应用不同孔径和经过不同处理的聚碳酸酯膜,就可以进行共培养、细胞趋化、细胞迁移、细胞侵袭等多种方面的研究。侵袭实验中使用到的 Matrigel 是从小鼠 EHS 肉瘤中提取的基质成分,含有 LN、IV 型胶原、接触蛋白和肝素硫酸多糖,铺在无聚乙烯吡硌烷酮的聚碳酸酯滤膜上,能在 DMEM 培养基中重建形成膜结构,这种膜结构与天然基质膜结构极为相似。
Transwell 小室的滤膜孔径一般为8μm,在侵袭实验中,膜孔都被 Matrigel 覆盖,细胞不能自由穿过,必须分泌水解酶,并通过变形运动才能穿过这种铺有 Martrigel 的滤膜,这与体内情况较为相似。细胞欲进入下室,先要分泌基质金属蛋白酶(MMPs)将基质胶降解,方可通过聚碳酸酯膜。计数进入下室的细胞量可反映肿瘤细胞的侵袭能力。
2、所需材料
· Transwell 小室 (8-10μm 孔径,Coster 或 Corning); 24 孔培养板;BD 公司的 Matrigel(5 mg/ml, -20C, 1:5 或 1:8 稀释)
· 胎牛血清
· 细胞生长培养基:无血清 DMEM;1% FBS DMEM;10% FBS DMEM;1640 培养基、1640 完全培养基
· 胰蛋白酶
· PBS
· 青霉素-链霉素溶液(100×)
· 结晶紫或台盼蓝
· 甲醇
· Matrigel(侵袭实验)
3、主要试剂配置
(1)PBS 磷酸盐缓冲液: PBS 粉剂每袋加 ddH2O 定容至1000 ml,调pH7.2,121℃,30 min,高压灭菌,4℃保存。

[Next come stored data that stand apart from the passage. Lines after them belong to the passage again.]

//! Operator privilege and operator-safe action classification.
//!
//! An operator may pass a proposal without member votes only when every
//! action in it is operator-safe:
//! - the action name is on the fixed allowlist, or
//! - `set_member` flags the new member as an operator, or
//! - `remove_member` targets a member who is an operator.
//!
//! Lookup misses and malformed arguments classify as "not operator" /
//! "not operator-safe". Only store failures are returned as errors.

use super::member::MemberId;
use super::proposal::{Action, ActionArgs, Proposal};
use crate::identity::pem_to_id;
use crate::store::{MemberStore, StoreResult};
use serde::Serialize;
use tracing::debug;

/// Actions an operator may pass alone.
pub const OPERATOR_SAFE_ACTIONS: [&str; 18] = [
    "add_node_code",
    "remove_node_code",
    "set_node_data",
    "remove_node",
    "transition_node_to_trusted",
    "set_node_certificate_validity",
    "set_all_nodes_certificate_validity",
    "set_js_app",
    "set_ca_cert_bundle",
    "remove_ca_cert_bundle",
    "set_jwt_issuer",
    "remove_jwt_issuer",
    "set_user",
    "remove_user",
    "set_service_certificate_validity",
    "set_service_configuration",
    "transition_service_to_open",
    "trigger_snapshot",
];

/// Whether `name` is on the operator allowlist.
pub fn is_allowlisted(name: &str) -> bool {
    OPERATOR_SAFE_ACTIONS.contains(&name)
}

/// Why an action was admitted to the operator fast path.
#[derive(Debug, Clone, Copy, PartialEq, Eq, Serialize)]
pub enum OperatorRule {
    /// Name is on the allowlist.
    Allowlisted,
    /// `set_member` adding or promoting an operator.
    OperatorPromotion,
    /// `remove_member` targeting an operator.
    OperatorRemoval,
}

/// Classification of one action.
#[derive(Debug, Clone, PartialEq, Eq, Serialize)]
pub struct ActionClass {
    pub name: Option<String>,
    /// `None` when the action is not operator-safe.
    pub rule: Option<OperatorRule>,
}

impl ActionClass {
    pub fn operator_can_pass(&self) -> bool {
        self.rule.is_some()
    }
}

/// Classifies members and actions against a membership snapshot.
pub struct ActionClassifier<'s, 'a> {
    members: &'s MemberStore<'a>,
}

impl<'s, 'a> ActionClassifier<'s, 'a> {
    pub fn new(members: &'s MemberStore<'a>) -> Self {
        Self { members }
    }

    /// True iff the member exists and is flagged `is_operator: true`.
    pub fn is_operator(&self, member_id: &MemberId) -> StoreResult<bool> {
        Ok(self
            .members
            .member_info(member_id)?
            .map_or(false, |record| record.is_operator()))
    }

    /// Which operator rule, if any, admits `action`.
    pub fn operator_rule(&self, action: &Action) -> StoreResult<Option<OperatorRule>> {
        let Some(name) = action.name() else {
            return Ok(None);
        };

        if is_allowlisted(name) {
            return Ok(Some(OperatorRule::Allowlisted));
        }

        let rule = match action.typed_args() {
            ActionArgs::SetMember(args) if args.sets_operator() => {
                Some(OperatorRule::OperatorPromotion)
            }
            ActionArgs::RemoveMember(args) => {
                match args.cert.as_deref().map(pem_to_id) {
                    Some(Ok(target)) => self
                        .is_operator(&target)?
                        .then_some(OperatorRule::OperatorRemoval),
                    Some(Err(e)) => {
                        debug!(error = %e, "remove_member cert is not a readable PEM");
                        None
                    }
                    None => None,
                }
            }
            _ => None,
        };

        Ok(rule)
    }

    /// Whether an operator may pass `action` without member votes.
    pub fn can_operator_pass(&self, action: &Action) -> StoreResult<bool> {
        Ok(self.operator_rule(action)?.is_some())
    }

    /// True iff every action is operator-safe. Vacuously true for an empty
    /// action list; always false for a malformed document.
    pub fn is_operator_change(&self, proposal: &Proposal) -> StoreResult<bool> {
        if proposal.is_malformed() {
            return Ok(false);
        }
        for action in proposal.actions() {
            if !self.can_operator_pass(action)? {
                debug!(action = ?action.name(), "action is not operator-safe");
                return Ok(false);
            }
        }
        Ok(true)
    }

    /// Per-action classification for reporting.
    pub fn classify(&self, proposal: &Proposal) -> StoreResult<Vec<ActionClass>> {
        proposal
            .actions()
            .iter()
            .map(|action| {
                Ok(ActionClass {
                    name: action.name.clone(),
                    rule: self.operator_rule(action)?,
                })
            })
            .collect()
    }
}
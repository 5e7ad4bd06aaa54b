//! Constitution - Governance proposal resolver for confidential ledger networks
//!
//! Decides whether a governance proposal is `Accepted` or stays `Open`.
//!
//! Key principles:
//! - Pure function of (proposal, proposer, votes, membership snapshot)
//! - Membership store injected read-only, never global
//! - Operators never count toward the member quorum
//! - Malformed input degrades to "not qualifying"; only store failures error

pub mod governance;
pub mod identity;
pub mod serialization;
pub mod store;

pub use governance::{Proposal, Resolution, Resolver, Verdict, Vote};
pub use store::{MemberStore, StoreError, StoreResult};
use constitution::governance::OPERATOR_SAFE_ACTIONS;

fn banner() -> String {
    format!(
        "constitution {}\nResolution: member majority, or operator fast path ({} allowlisted actions)",
        env!("CARGO_PKG_VERSION"),
        OPERATOR_SAFE_ACTIONS.len()
    )
}

/// Display version information
pub fn execute() {
    println!("{}", banner());
}
//! Membership store accessor.
//!
//! Wraps the two governance tables the host exposes:
//! - member info records (JSON), keyed by member id
//! - member encryption public keys, whose presence marks a recovery member

use super::traits::{KvMap, StoreError, StoreResult};
use crate::governance::member::{MemberId, MemberRecord};
use crate::serialization::from_json;
use serde_json::Value;

/// Name of the member info table.
pub const MEMBERS_INFO_TABLE: &str = "public:ccf.gov.members.info";

/// Name of the member encryption public key table.
pub const MEMBER_ENCRYPTION_KEYS_TABLE: &str = "public:ccf.gov.members.encryption_public_keys";

/// Read-only accessor over a membership snapshot.
pub struct MemberStore<'a> {
    info: &'a dyn KvMap,
    encryption_keys: &'a dyn KvMap,
}

impl<'a> MemberStore<'a> {
    pub fn new(info: &'a dyn KvMap, encryption_keys: &'a dyn KvMap) -> Self {
        Self {
            info,
            encryption_keys,
        }
    }

    /// Fetch and decode a member's record. `None` for unknown members.
    pub fn member_info(&self, member_id: &MemberId) -> StoreResult<Option<MemberRecord>> {
        match self.info.get(member_id.as_key())? {
            Some(bytes) => decode_record(self.info.name(), member_id.as_key(), &bytes).map(Some),
            None => Ok(None),
        }
    }

    /// Whether the member has registered an encryption public key.
    pub fn is_recovery_member(&self, member_id: &MemberId) -> StoreResult<bool> {
        self.encryption_keys.has(member_id.as_key())
    }

    /// Visit every member record. Order is unspecified.
    ///
    /// The first record that fails to decode aborts the walk with
    /// `StoreError::Corrupted`.
    pub fn for_each_member(
        &self,
        visitor: &mut dyn FnMut(&MemberId, &MemberRecord),
    ) -> StoreResult<()> {
        let table = self.info.name();
        let mut failure: Option<StoreError> = None;

        self.info.for_each(&mut |key, value| {
            if failure.is_some() {
                return;
            }
            match decode_record(table, key, value) {
                Ok(record) => {
                    let member_id = MemberId::new(String::from_utf8_lossy(key).into_owned());
                    visitor(&member_id, &record);
                }
                Err(e) => failure = Some(e),
            }
        })?;

        match failure {
            Some(e) => Err(e),
            None => Ok(()),
        }
    }
}

fn decode_record(table: &str, key: &[u8], bytes: &[u8]) -> StoreResult<MemberRecord> {
    let corrupted = |reason: String| StoreError::Corrupted {
        table: table.to_string(),
        key: String::from_utf8_lossy(key).into_owned(),
        reason,
    };

    // Sequences would otherwise fill the struct fields positionally.
    let value: Value = from_json(bytes).map_err(|e| corrupted(e.to_string()))?;
    if !value.is_object() {
        return Err(corrupted(format!(
            "member record is not a JSON object: {}",
            json_kind(&value)
        )));
    }

    serde_json::from_value(value).map_err(|e| corrupted(e.to_string()))
}

fn json_kind(value: &Value) -> &'static str {
    match value {
        Value::Null => "null",
        Value::Bool(_) => "boolean",
        Value::Number(_) => "number",
        Value::String(_) => "string",
        Value::Array(_) => "array",
        Value::Object(_) => "object",
    }
}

(2)细胞生长培养基:-20℃ 保存,临用前按体积比配成含10% FBS 和 1% 青霉素-链霉素双抗的完全培养液。
4、操作步骤
1.所有细胞培养试剂和细胞培养池放在37℃温育;
2.待测细胞培养至对数生长期,消化细胞,用 PBS 和无血清培养基先后洗涤 1 次,用无血清培养基(或含 0.05-0.2% BSA 的无血清培养基)悬浮细胞,计数,调整细胞浓度为2-5×10^5 /ml;另外,也可在制备细胞悬液前无血清饥饿细胞 12-24 h。
3.如进行侵袭实验,将 Matrigel 胶从 -20℃ 取出于4℃ 冰箱过夜,在4℃ 条件下(预冷枪头和离心管,最好在冰浴上操作)将 Matrigel 胶用无血清的细胞培养基稀释至300 μl/ml(或对 5 mg/ml 的原 Matrigel 以1:5稀释成 1mg/ml),取100 μl 均匀涂抹一层于细胞培养池的PET膜上表面,然后将培养池轻轻放入 24 孔板孔内,37℃ 放置 3-5 h 左右,取出于超净工作台过夜干燥。使用前进行基底膜水化。
注:如进行迁移实验,则跳过这一步骤
4.在下室(即 24 孔板底部)加入600-800 μl 含10%(或20%)血清的培养基,上室加入 100-150 μl 细胞悬液,注意在下室培养基与小室之间不能有气泡,如有气泡,要将小室提起,去除气泡再轻轻放回,继续在孵箱培养 24 -48 h;对于迁移能力弱的细胞,可将下室培养基用 3T3细胞培养过夜,取上清再加 50g/ml 的 FN(Fibronectin)做为下室培养基。
5.取出小室,弃去孔中培养液,用无钙的 PBS 洗 2 遍,将其下表面浸泡在70%甲醇(或 4% 的多聚甲醛,或 5% 戊二醛)溶液中,固定 30 min~60 min,然后取出适当风干,用结晶紫(Crystal violet, 0.1% working solution in PBS)或台盼蓝 (Trypan blue, 0.4% working solution, 4% stock solution, PBS) 或 Giemsa 染色 20 min, 用湿棉签轻轻擦去上层未迁移细胞,用无钙 PBS 洗 3 遍,400 倍显微镜下镜检,并计算PET膜下表面的细胞数,计算中间和四周 5 个视野,取平均值。
另外,可用小镊子小心揭下膜,底面朝上晾干,移至载玻片上用中性树脂封片;显微镜下去 9 个视野计数和统计。
5、实验结果
镜下对染色后的细胞进行计数,计数值高,则该组细胞迁移/侵袭能力强。